Task prompt: All of the entries need to be set down exactly as they read.
(Data to process Opens)
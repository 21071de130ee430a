//! Business rows as handled by list pages and import previews.
//!
//! A [`Record`] is an opaque bag of named fields. Nothing in the engine
//! knows about policy numbers or branch names; pages decide which fields
//! they filter, search and sort on.

use chrono::{DateTime, NaiveDate, NaiveDateTime, TimeZone, Utc};
use serde::{Deserialize, Serialize};
use std::collections::BTreeMap;
use std::fmt;

use crate::clock::Timestamp;

/// Stable identity of a record.
#[derive(Debug, Clone, PartialEq, Eq, PartialOrd, Ord, Hash, Serialize, Deserialize)]
#[serde(untagged)]
pub enum RecordId {
    Int(i64),
    Text(String),
}

impl fmt::Display for RecordId {
    fn fmt(&self, f: &mut fmt::Formatter<'_>) -> fmt::Result {
        match self {
            Self::Int(id) => write!(f, "{}", id),
            Self::Text(id) => f.write_str(id),
        }
    }
}

impl From<i64> for RecordId {
    fn from(id: i64) -> Self {
        Self::Int(id)
    }
}

impl From<&str> for RecordId {
    fn from(id: &str) -> Self {
        Self::Text(id.to_string())
    }
}

impl From<String> for RecordId {
    fn from(id: String) -> Self {
        Self::Text(id)
    }
}

/// A single field value.
#[derive(Debug, Clone, PartialEq, Default, Serialize, Deserialize)]
#[serde(untagged)]
pub enum FieldValue {
    #[default]
    Null,
    Number(f64),
    Date(Timestamp),
    Text(String),
}

static NULL_VALUE: FieldValue = FieldValue::Null;

impl FieldValue {
    pub fn is_null(&self) -> bool {
        matches!(self, Self::Null)
    }

    pub fn as_number(&self) -> Option<f64> {
        match self {
            Self::Number(n) if !n.is_nan() => Some(*n),
            _ => None,
        }
    }

    pub fn as_text(&self) -> Option<&str> {
        match self {
            Self::Text(s) => Some(s),
            _ => None,
        }
    }

    /// Date view of the value. Text is parsed leniently; anything that
    /// does not parse is `None`.
    pub fn as_date(&self) -> Option<Timestamp> {
        match self {
            Self::Date(d) => Some(*d),
            Self::Text(s) => parse_date(s),
            _ => None,
        }
    }

    /// Canonical text used for exact-match filtering and search.
    ///
    /// Integral numbers render without a fractional part so that a filter
    /// value of `"3"` matches a stored `3.0`.
    pub fn display_text(&self) -> Option<String> {
        match self {
            Self::Null => None,
            Self::Number(n) if n.is_finite() && n.fract() == 0.0 => Some(format!("{}", *n as i64)),
            Self::Number(n) => Some(n.to_string()),
            Self::Date(d) => Some(d.format("%Y-%m-%d").to_string()),
            Self::Text(s) => Some(s.clone()),
        }
    }
}

impl From<f64> for FieldValue {
    fn from(n: f64) -> Self {
        Self::Number(n)
    }
}

impl From<i64> for FieldValue {
    fn from(n: i64) -> Self {
        Self::Number(n as f64)
    }
}

impl From<&str> for FieldValue {
    fn from(s: &str) -> Self {
        Self::Text(s.to_string())
    }
}

impl From<String> for FieldValue {
    fn from(s: String) -> Self {
        Self::Text(s)
    }
}

impl From<Timestamp> for FieldValue {
    fn from(d: Timestamp) -> Self {
        Self::Date(d)
    }
}

impl<T: Into<FieldValue>> From<Option<T>> for FieldValue {
    fn from(value: Option<T>) -> Self {
        value.map(Into::into).unwrap_or(Self::Null)
    }
}

/// One business row: a policy, a branch, a performer.
#[derive(Debug, Clone, PartialEq, Serialize, Deserialize)]
pub struct Record {
    pub id: RecordId,
    #[serde(default)]
    pub fields: BTreeMap<String, FieldValue>,
}

impl Record {
    pub fn new(id: impl Into<RecordId>) -> Self {
        Self {
            id: id.into(),
            fields: BTreeMap::new(),
        }
    }

    pub fn with_field(mut self, name: impl Into<String>, value: impl Into<FieldValue>) -> Self {
        self.fields.insert(name.into(), value.into());
        self
    }

    /// Value of `name`, or [`FieldValue::Null`] when the field is absent.
    pub fn get(&self, name: &str) -> &FieldValue {
        self.fields.get(name).unwrap_or(&NULL_VALUE)
    }

    pub fn set(&mut self, name: impl Into<String>, value: impl Into<FieldValue>) -> Option<FieldValue> {
        self.fields.insert(name.into(), value.into())
    }
}

/// Parse the date formats the backend and spreadsheets emit.
pub fn parse_date(input: &str) -> Option<Timestamp> {
    let input = input.trim();
    if input.is_empty() {
        return None;
    }
    if let Ok(dt) = DateTime::parse_from_rfc3339(input) {
        return Some(dt.with_timezone(&Utc));
    }
    for format in ["%Y-%m-%dT%H:%M:%S%.f", "%Y-%m-%d %H:%M:%S"] {
        if let Ok(naive) = NaiveDateTime::parse_from_str(input, format) {
            return Some(Utc.from_utc_datetime(&naive));
        }
    }
    for format in ["%Y-%m-%d", "%d.%m.%Y", "%d/%m/%Y"] {
        if let Ok(date) = NaiveDate::parse_from_str(input, format) {
            return date.and_hms_opt(0, 0, 0).map(|naive| Utc.from_utc_datetime(&naive));
        }
    }
    None
}

#[cfg(test)]
mod tests {
    use super::*;

    #[test]
    fn missing_field_reads_as_null() {
        let record = Record::new(7).with_field("branch", "Kadikoy");
        assert!(record.get("producer").is_null());
        assert_eq!(record.get("branch").as_text(), Some("Kadikoy"));
    }

    #[test]
    fn integral_numbers_display_without_fraction() {
        assert_eq!(FieldValue::Number(3.0).display_text().as_deref(), Some("3"));
        assert_eq!(FieldValue::Number(2.5).display_text().as_deref(), Some("2.5"));
        assert_eq!(FieldValue::Null.display_text(), None);
    }

    #[test]
    fn parses_backend_and_spreadsheet_dates() {
        let iso = parse_date("2024-03-15").unwrap();
        let dotted = parse_date("15.03.2024").unwrap();
        let stamped = parse_date("2024-03-15T00:00:00Z").unwrap();
        assert_eq!(iso, dotted);
        assert_eq!(iso, stamped);
        assert!(parse_date("not a date").is_none());
        assert!(parse_date("").is_none());
    }

    #[test]
    fn untagged_values_deserialize_by_shape() {
        let record: Record = serde_json::from_value(serde_json::json!({
            "id": "POL-1",
            "fields": { "premium": 1250.5, "insured": "Ayse Yilmaz", "note": null }
        }))
        .unwrap();
        assert_eq!(record.id, RecordId::Text("POL-1".to_string()));
        assert_eq!(record.get("premium").as_number(), Some(1250.5));
        assert!(record.get("note").is_null());
    }

    #[test]
    fn nan_is_not_a_number() {
        assert_eq!(FieldValue::Number(f64::NAN).as_number(), None);
    }
}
(Data to process Closes)
Answer to this problem:
repository 21071de130ee430a
//! Business rows as handled by list pages and import previews.
//!
//! A [`Record`] is an opaque bag of named fields. Nothing in the engine
//! knows about policy numbers or branch names; pages decide which fields
//! they filter, search and sort on.

use chrono::{DateTime, NaiveDate, NaiveDateTime, TimeZone, Utc};
use serde::{Deserialize, Serialize};
use std::collections::BTreeMap;
use std::fmt;

use crate::clock::Timestamp;

/// Stable identity of a record.
#[derive(Debug, Clone, PartialEq, Eq, PartialOrd, Ord, Hash, Serialize, Deserialize)]
#[serde(untagged)]
pub enum RecordId {
    Int(i64),
    Text(String),
}

impl fmt::Display for RecordId {
    fn fmt(&self, f: &mut fmt::Formatter<'_>) -> fmt::Result {
        match self {
            Self::Int(id) => write!(f, "{}", id),
            Self::Text(id) => f.write_str(id),
        }
    }
}

impl From<i64> for RecordId {
    fn from(id: i64) -> Self {
        Self::Int(id)
    }
}

impl From<&str> for RecordId {
    fn from(id: &str) -> Self {
        Self::Text(id.to_string())
    }
}

impl From<String> for RecordId {
    fn from(id: String) -> Self {
        Self::Text(id)
    }
}

/// A single field value.
#[derive(Debug, Clone, PartialEq, Default, Serialize, Deserialize)]
#[serde(untagged)]
pub enum FieldValue {
    #[default]
    Null,
    Number(f64),
    Date(Timestamp),
    Text(String),
}

static NULL_VALUE: FieldValue = FieldValue::Null;

impl FieldValue {
    pub fn is_null(&self) -> bool {
        matches!(self, Self::Null)
    }

    pub fn as_number(&self) -> Option<f64> {
        match self {
            Self::Number(n) if !n.is_nan() => Some(*n),
            _ => None,
        }
    }

    pub fn as_text(&self) -> Option<&str> {
        match self {
            Self::Text(s) => Some(s),
            _ => None,
        }
    }

    /// Date view of the value. Text is parsed leniently; anything that
    /// does not parse is `None`.
    pub fn as_date(&self) -> Option<Timestamp> {
        match self {
            Self::Date(d) => Some(*d),
            Self::Text(s) => parse_date(s),
            _ => None,
        }
    }

    /// Canonical text used for exact-match filtering and search.
    ///
    /// Integral numbers render without a fractional part so that a filter
    /// value of `"3"` matches a stored `3.0`.
    pub fn display_text(&self) -> Option<String> {
        match self {
            Self::Null => None,
            Self::Number(n) if n.is_finite() && n.fract() == 0.0 => Some(format!("{}", *n as i64)),
            Self::Number(n) => Some(n.to_string()),
            Self::Date(d) => Some(d.format("%Y-%m-%d").to_string()),
            Self::Text(s) => Some(s.clone()),
        }
    }
}

impl From<f64> for FieldValue {
    fn from(n: f64) -> Self {
        Self::Number(n)
    }
}

impl From<i64> for FieldValue {
    fn from(n: i64) -> Self {
        Self::Number(n as f64)
    }
}

impl From<&str> for FieldValue {
    fn from(s: &str) -> Self {
        Self::Text(s.to_string())
    }
}

impl From<String> for FieldValue {
    fn from(s: String) -> Self {
        Self::Text(s)
    }
}

impl From<Timestamp> for FieldValue {
    fn from(d: Timestamp) -> Self {
        Self::Date(d)
    }
}

impl<T: Into<FieldValue>> From<Option<T>> for FieldValue {
    fn from(value: Option<T>) -> Self {
        value.map(Into::into).unwrap_or(Self::Null)
    }
}

/// One business row: a policy, a branch, a performer.
#[derive(Debug, Clone, PartialEq, Serialize, Deserialize)]
pub struct Record {
    pub id: RecordId,
    #[serde(default)]
    pub fields: BTreeMap<String, FieldValue>,
}

impl Record {
    pub fn new(id: impl Into<RecordId>) -> Self {
        Self {
            id: id.into(),
            fields: BTreeMap::new(),
        }
    }

    pub fn with_field(mut self, name: impl Into<String>, value: impl Into<FieldValue>) -> Self {
        self.fields.insert(name.into(), value.into());
        self
    }

    /// Value of `name`, or [`FieldValue::Null`] when the field is absent.
    pub fn get(&self, name: &str) -> &FieldValue {
        self.fields.get(name).unwrap_or(&NULL_VALUE)
    }

    pub fn set(&mut self, name: impl Into<String>, value: impl Into<FieldValue>) -> Option<FieldValue> {
        self.fields.insert(name.into(), value.into())
    }
}

/// Parse the date formats the backend and spreadsheets emit.
pub fn parse_date(input: &str) -> Option<Timestamp> {
    let input = input.trim();
    if input.is_empty() {
        return None;
    }
    if let Ok(dt) = DateTime::parse_from_rfc3339(input) {
        return Some(dt.with_timezone(&Utc));
    }
    for format in ["%Y-%m-%dT%H:%M:%S%.f", "%Y-%m-%d %H:%M:%S"] {
        if let Ok(naive) = NaiveDateTime::parse_from_str(input, format) {
            return Some(Utc.from_utc_datetime(&naive));
        }
    }
    for format in ["%Y-%m-%d", "%d.%m.%Y", "%d/%m/%Y"] {
        if let Ok(date) = NaiveDate::parse_from_str(input, format) {
            return date.and_hms_opt(0, 0, 0).map(|naive| Utc.from_utc_datetime(&naive));
        }
    }
    None
}

#[cfg(test)]
mod tests {
    use super::*;

    #[test]
    fn missing_field_reads_as_null() {
        let record = Record::new(7).with_field("branch", "Kadikoy");
        assert!(record.get("producer").is_null());
        assert_eq!(record.get("branch").as_text(), Some("Kadikoy"));
    }

    #[test]
    fn integral_numbers_display_without_fraction() {
        assert_eq!(FieldValue::Number(3.0).display_text().as_deref(), Some("3"));
        assert_eq!(FieldValue::Number(2.5).display_text().as_deref(), Some("2.5"));
        assert_eq!(FieldValue::Null.display_text(), None);
    }

    #[test]
    fn parses_backend_and_spreadsheet_dates() {
        let iso = parse_date("2024-03-15").unwrap();
        let dotted = parse_date("15.03.2024").unwrap();
        let stamped = parse_date("2024-03-15T00:00:00Z").unwrap();
        assert_eq!(iso, dotted);
        assert_eq!(iso, stamped);
        assert!(parse_date("not a date").is_none());
        assert!(parse_date("").is_none());
    }

    #[test]
    fn untagged_values_deserialize_by_shape() {
        let record: Record = serde_json::from_value(serde_json::json!({
            "id": "POL-1",
            "fields": { "premium": 1250.5, "insured": "Ayse Yilmaz", "note": null }
        }))
        .unwrap();
        assert_eq!(record.id, RecordId::Text("POL-1".to_string()));
        assert_eq!(record.get("premium").as_number(), Some(1250.5));
        assert!(record.get("note").is_null());
    }

    #[test]
    fn nan_is_not_a_number() {
        assert_eq!(FieldValue::Number(f64::NAN).as_number(), None);
    }
}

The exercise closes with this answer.